Sterling Hayden
Livre édité par La Rabbia/Photo du film Docteur Folamour distribué par Columbia Pictures

Arte rediffusera dimanche Johnny Guitar, un western envoûtant de Nicholas Ray avec l'acteur.

On se souvient du gangster de Quand la ville dort de John Huston, du cow-boy amoureux de Johnny Guitar, de Nicholas Ray, de l’acteur de Kubrick (L'Ultime Razzia et Docteur Folamour) ou de Bertolucci (1900). Un peu moins de l’aventurier, de la star tabloïd et de l’écrivain. C’est justement toutes ces vies de Sterling Hayden que Philippe Garnier fait revivre dans son sublime ouvrage Sterling Hayden, l’irrégulier (aux éditions la Rabbia). Rencontré pendant le festival Lyon Lumière 2019, l’écrivain-journaliste nous guide à travers les multiples facettes d’une des stars les plus fascinantes d’Hollywood.

Philippe, je voulais vous proposer de commenter quelques grands films de Hayden…
Pffff…. Bon…. Je sais pas quoi te dire. OK, mais… C’est con parce que je me suis battu contre ça. Le livre est la biographie d’un homme qui, il se trouve, a eu une carrière d’acteur. Mais ça ne comptait pas du tout pour lui… Hayden, c’est plus que les films. Je veux bien en parler mais ce serait très réducteur.

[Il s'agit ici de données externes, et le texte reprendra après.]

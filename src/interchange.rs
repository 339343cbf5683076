//! Single-row clipboard format: the fields of one part joined by tabs.
//!
//! A copied row carries all eight columns, id first. A pasted row may carry
//! either those eight or just the seven columns after the id. The id and the
//! timestamp of a pasted row are never used: the store assigns both when the
//! draft is saved. Text fields containing a tab do not survive the trip: such
//! a line has the wrong field count or a non-numeric id and is rejected.

use crate::error::MalformedRow;
use crate::local_storage::part::{Part, PartDraft};

pub const FIELD_SEPARATOR: &str = "\t";

/// Fields of a row without its leading id.
const DRAFT_FIELDS: usize = 7;

/// Fields of a copied row, id included.
const ROW_FIELDS: usize = DRAFT_FIELDS + 1;

/// Renders `part` as one tab separated line, in column order.
pub fn serialize(part: &Part) -> String {
    [
        part.id.to_string(),
        part.name.clone(),
        part.part_number.clone().unwrap_or_default(),
        part.quantity.to_string(),
        part.price.to_string(),
        part.supplier.clone(),
        part.description.clone(),
        part.date_added.clone(),
    ]
    .join(FIELD_SEPARATOR)
}

/// Parses a pasted line into a draft.
///
/// Seven fields are read as name, part number, quantity, price, supplier,
/// description and date added. With eight the first must be a numeric row
/// id and is skipped. Any other field count is malformed.
pub fn deserialize(text: &str) -> Result<PartDraft, MalformedRow> {
    let line = text.trim_end_matches(['\r', '\n']);
    let fields: Vec<&str> = line.split(FIELD_SEPARATOR).collect();

    let fields = match fields.len() {
        DRAFT_FIELDS => &fields[..],
        ROW_FIELDS => {
            let id = fields[0].trim();
            if id.parse::<i64>().is_err() {
                return Err(MalformedRow::new(format!("invalid row id '{}'", id)));
            }
            &fields[1..]
        }
        found => {
            return Err(MalformedRow::new(format!(
                "expected {} or {} tab separated fields, found {}",
                DRAFT_FIELDS, ROW_FIELDS, found
            )));
        }
    };

    let quantity = parse_quantity(fields[2])?;
    let price = parse_price(fields[3])?;

    Ok(PartDraft::new(
        fields[0],
        fields[1],
        quantity,
        price,
        fields[4],
        fields[5],
    ))
}

/// Integer-of-float: "5" and "5.0" are 5, "5.9" truncates to 5.
fn parse_quantity(value: &str) -> Result<i64, MalformedRow> {
    let value = value.trim();
    if let Ok(quantity) = value.parse::<i64>() {
        return Ok(quantity);
    }

    let invalid = || MalformedRow::new(format!("invalid quantity '{}'", value));
    let quantity = value.parse::<f64>().map_err(|_| invalid())?;
    if !quantity.is_finite() || quantity < i64::MIN as f64 || quantity >= i64::MAX as f64 {
        return Err(invalid());
    }

    Ok(quantity.trunc() as i64)
}

fn parse_price(value: &str) -> Result<f64, MalformedRow> {
    let value = value.trim();
    match value.parse::<f64>() {
        Ok(price) if price.is_finite() => Ok(price),
        _ => Err(MalformedRow::new(format!("invalid price '{}'", value))),
    }
}
pub mod config;
pub mod error;
pub mod handlers;
pub mod interchange;
pub mod local_storage;


pub use error::{MalformedRow, Result, StoreError};
pub use local_storage::part::{Part, PartDraft, PartLocalStorage};
use std::env;
use std::path::PathBuf;
use tracing_subscriber::EnvFilter;

/// File name used when no database is configured.
pub const DEFAULT_DATABASE: &str = "parts_inventory.db";

/// Filter directive used when no log filter is configured.
pub const DEFAULT_LOG_FILTER: &str = "info";

#[derive(Clone, Debug, PartialEq, Eq)]
pub struct Config {
	pub database_path: PathBuf,
	pub log_filter: String,
}

impl Config {
	/// Reads `PARTS_DATABASE` and `PARTS_LOG`, after loading a `.env` file if
	/// one exists.
	pub fn from_env() -> Result<Self, ConfigError> {
		let _ = dotenvy::dotenv();

		Self::from_lookup(|key| env::var(key).ok())
	}

	pub fn from_lookup(lookup: impl Fn(&str) -> Option<String>) -> Result<Self, ConfigError> {
		let database_path = lookup("PARTS_DATABASE").unwrap_or_else(|| DEFAULT_DATABASE.to_string());
		if database_path.trim().is_empty() {
			return Err(ConfigError::EmptyDatabasePath);
		}

		let log_filter = lookup("PARTS_LOG").unwrap_or_else(|| DEFAULT_LOG_FILTER.to_string());
		EnvFilter::try_new(&log_filter).map_err(|_| ConfigError::InvalidLogFilter(log_filter.clone()))?;

		Ok(Self {
			database_path: PathBuf::from(database_path),
			log_filter,
		})
	}
}

#[derive(Debug, thiserror::Error)]
pub enum ConfigError {
	#[error("PARTS_DATABASE must not be empty")]
	EmptyDatabasePath,

	#[error("Invalid log filter: {0}")]
	InvalidLogFilter(String),
}

#[cfg(test)]
mod tests {
	use super::*;
	use std::collections::HashMap;

	fn lookup_from(vars: &[(&str, &str)]) -> impl Fn(&str) -> Option<String> {
		let vars: HashMap<String, String> = vars
			.iter()
			.map(|(k, v)| (k.to_string(), v.to_string()))
			.collect();
		move |key| vars.get(key).cloned()
	}

	#[test]
	fn test_defaults() {
		let config = Config::from_lookup(lookup_from(&[])).unwrap();

		assert_eq!(config.database_path, PathBuf::from(DEFAULT_DATABASE));
		assert_eq!(config.log_filter, DEFAULT_LOG_FILTER);
	}

	#[test]
	fn test_overrides() {
		let config = Config::from_lookup(lookup_from(&[
			("PARTS_DATABASE", "/tmp/garage.db"),
			("PARTS_LOG", "parts_inventory=debug"),
		]))
		.unwrap();

		assert_eq!(config.database_path, PathBuf::from("/tmp/garage.db"));
		assert_eq!(config.log_filter, "parts_inventory=debug");
	}

	#[test]
	fn test_empty_database_path() {
		let result = Config::from_lookup(lookup_from(&[("PARTS_DATABASE", "  ")]));

		assert!(matches!(result, Err(ConfigError::EmptyDatabasePath)));
	}

	#[test]
	fn test_invalid_log_filter() {
		let result = Config::from_lookup(lookup_from(&[("PARTS_LOG", "parts_inventory=loud")]));

		assert!(matches!(result, Err(ConfigError::InvalidLogFilter(_))));
	}
}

On peut reprendre depuis le début alors. Comment le découvrez-vous ?
Pour notre génération de cinéphiles, il fait partie du paysage. Adolescent, je voyais beaucoup de westerns ou de films de pirates, et il était toujours là. C’était une gueule, ni plus ni moins. Je n’étais pas un « fan », mais j’étais content de le voir. Et puis, je l’ai vraiment rencontré en 1983, à l’occasion d’une interview pour l’émission Cinéma Cinéma. Là, j’ai découvert l’homme. Je lui posais des questions sur ses films, et il y répondait… ou pas (rires). Ce qui m’a frappé à ce moment-là, c’est que j’ai immédiatement senti qu’il y avait autre chose. J’ai continué à le fréquenter. A l’époque, il était brisé, seul. Et puis il est tombé malade… et il est mort en 86. A partir de cette interview de 83, j’ai beaucoup écrit sur lui ; il y a eu les émissions, les interviews, sa nécro… Je pensais avoir fait le tour. Hayden, c’était une affaire classée pour moi. Mais il y a quelques mois, en faisant du rangement, je suis tombé sur une cassette audio. Il n’y avait rien écrit dessus. Je l’ai glissé dans le magnétophone. On n’entendait pas grand-chose à part du vent, un bruit de filin… on se serait cru sur le pont d’un bateau. En fait il s’agissait du balcon de son studio de Sausalito. Et tout à coup, sa voix a traversé la nuit. Grave, rauque. Il lisait un texte de Stevenson. J’ai tout de suite su qui c’était. Et tout est parti de là.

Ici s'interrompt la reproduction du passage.